Charge density summary

Ion Charge Radius Hydration enthalpy (kJ/mol)
Ca²⁺ 2+ small −1592
Mg²⁺ 2+ very small −1922
Na⁺ 1+ medium −406
NH₄⁺ 1+ large −301
Cl⁻ 1− medium −363
SO₄²⁻ 2− large −1138
HCO₃⁻ 1− large −335

High charge and small size = strong hydration = more exothermic dissolution (all else equal).

Explore Further

Dehydration reversal: Pour your hot calcium chloride solution into a flat dish and leave it in a warm place to evaporate slowly. As the water evaporates, CaCl₂ crystals reform. Touch the dish near the end — is it warm? The reverse process (crystallization) releases the same energy as dissolution absorbed; it is exothermic.

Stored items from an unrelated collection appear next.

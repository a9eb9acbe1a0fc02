//! Time values and the model holding the displayed time.
//!
//! `Time` is an immutable wall-clock reading. `TimeModel` owns the one
//! time the trainer is currently showing and knows how to derive rounded
//! and random times from it.

use std::fmt;

use chrono::{Local, NaiveTime, Timelike};
use rand::Rng;
use serde::{Deserialize, Serialize};

use crate::error::{ClockError, Result};

/// A time of day with second resolution.
#[derive(Debug, Clone, Copy, PartialEq, Eq, Hash, PartialOrd, Ord, Serialize, Deserialize)]
pub struct Time {
    hour: u32,
    minute: u32,
    second: u32,
}

impl Time {
    /// Midnight.
    pub const MIDNIGHT: Time = Time { hour: 0, minute: 0, second: 0 };

    /// Hour and minute, seconds zero.
    pub fn new(hour: u32, minute: u32) -> Result<Self> {
        Self::with_seconds(hour, minute, 0)
    }

    pub fn with_seconds(hour: u32, minute: u32, second: u32) -> Result<Self> {
        if hour > 23 || minute > 59 || second > 59 {
            return Err(ClockError::InvalidTime { hour, minute, second });
        }
        Ok(Self { hour, minute, second })
    }

    pub fn hour(&self) -> u32 {
        self.hour
    }

    pub fn minute(&self) -> u32 {
        self.minute
    }

    pub fn second(&self) -> u32 {
        self.second
    }

    /// Hour on a 12-hour dial: 0 and 12 both read as 12.
    pub fn hour12(&self) -> u32 {
        match self.hour % 12 {
            0 => 12,
            h => h,
        }
    }
}

impl From<NaiveTime> for Time {
    fn from(t: NaiveTime) -> Self {
        // chrono reports leap seconds as second 59 with extra nanos
        Self {
            hour: t.hour(),
            minute: t.minute(),
            second: t.second().min(59),
        }
    }
}

impl fmt::Display for Time {
    fn fmt(&self, f: &mut fmt::Formatter<'_>) -> fmt::Result {
        write!(f, "{:02}:{:02}:{:02}", self.hour, self.minute, self.second)
    }
}

/// Where the model gets "now" from.
pub trait TimeSource {
    fn now(&self) -> Time;
}

/// Reads the local wall clock.
#[derive(Debug, Clone, Copy, Default)]
pub struct SystemTimeSource;

impl TimeSource for SystemTimeSource {
    fn now(&self) -> Time {
        Local::now().time().into()
    }
}

/// Floor `time`'s minute to a multiple of `precision`.
///
/// The hour is kept and seconds are dropped.
pub fn round_down(time: Time, precision: u32) -> Result<Time> {
    if precision == 0 {
        return Err(ClockError::InvalidPrecision(precision));
    }
    let minute = time.minute / precision * precision;
    Ok(Time { minute, second: 0, ..time })
}

/// Holds the time currently shown on the clock face.
#[derive(Debug, Clone)]
pub struct TimeModel {
    time: Time,
}

impl Default for TimeModel {
    fn default() -> Self {
        Self::new()
    }
}

impl TimeModel {
    /// Starts at the current local time.
    pub fn new() -> Self {
        Self::from_source(&SystemTimeSource)
    }

    pub fn from_source(source: &impl TimeSource) -> Self {
        Self::with_time(source.now())
    }

    pub fn with_time(time: Time) -> Self {
        Self { time }
    }

    pub fn current_time(&self) -> Time {
        self.time
    }

    pub fn set_time(&mut self, time: Time) {
        self.time = time;
    }

    /// The stored time with its minute floored to `precision`.
    pub fn rounded_time(&self, precision: u32) -> Result<Time> {
        round_down(self.time, precision)
    }

    /// A random time on a 12-hour dial, floored to `precision`.
    ///
    /// Does not touch the stored time.
    pub fn random_time(&self, precision: u32) -> Result<Time> {
        self.random_time_with(precision, &mut rand::thread_rng())
    }

    pub fn random_time_with<R: Rng + ?Sized>(&self, precision: u32, rng: &mut R) -> Result<Time> {
        if precision == 0 {
            return Err(ClockError::InvalidPrecision(precision));
        }
        let hour = rng.gen_range(1..=12);
        let minute = rng.gen_range(0..=59);
        let time = round_down(Time { hour, minute, second: 0 }, precision)?;
        log::debug!("generated random time {} (precision {})", time, precision);
        Ok(time)
    }
}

The body heat connection: Chemical hand warmers use a pouch of supersaturated sodium acetate or iron oxidation — both exothermic processes. How does their sustained heat compare to the brief spike you observed with CaCl₂? (The sodium acetate Hot Ice experiment explores this.)

Measuring heat capacity: If you add the same mass of ethanol instead of water, the temperature change will be different because ethanol has a lower specific heat (2.44 J/g·°C vs. 4.18 for water). Try dissolving a small amount of NaCl in ethanol and compare the ΔT to the water result — then recalculate: does the calculated ΔH come out the same?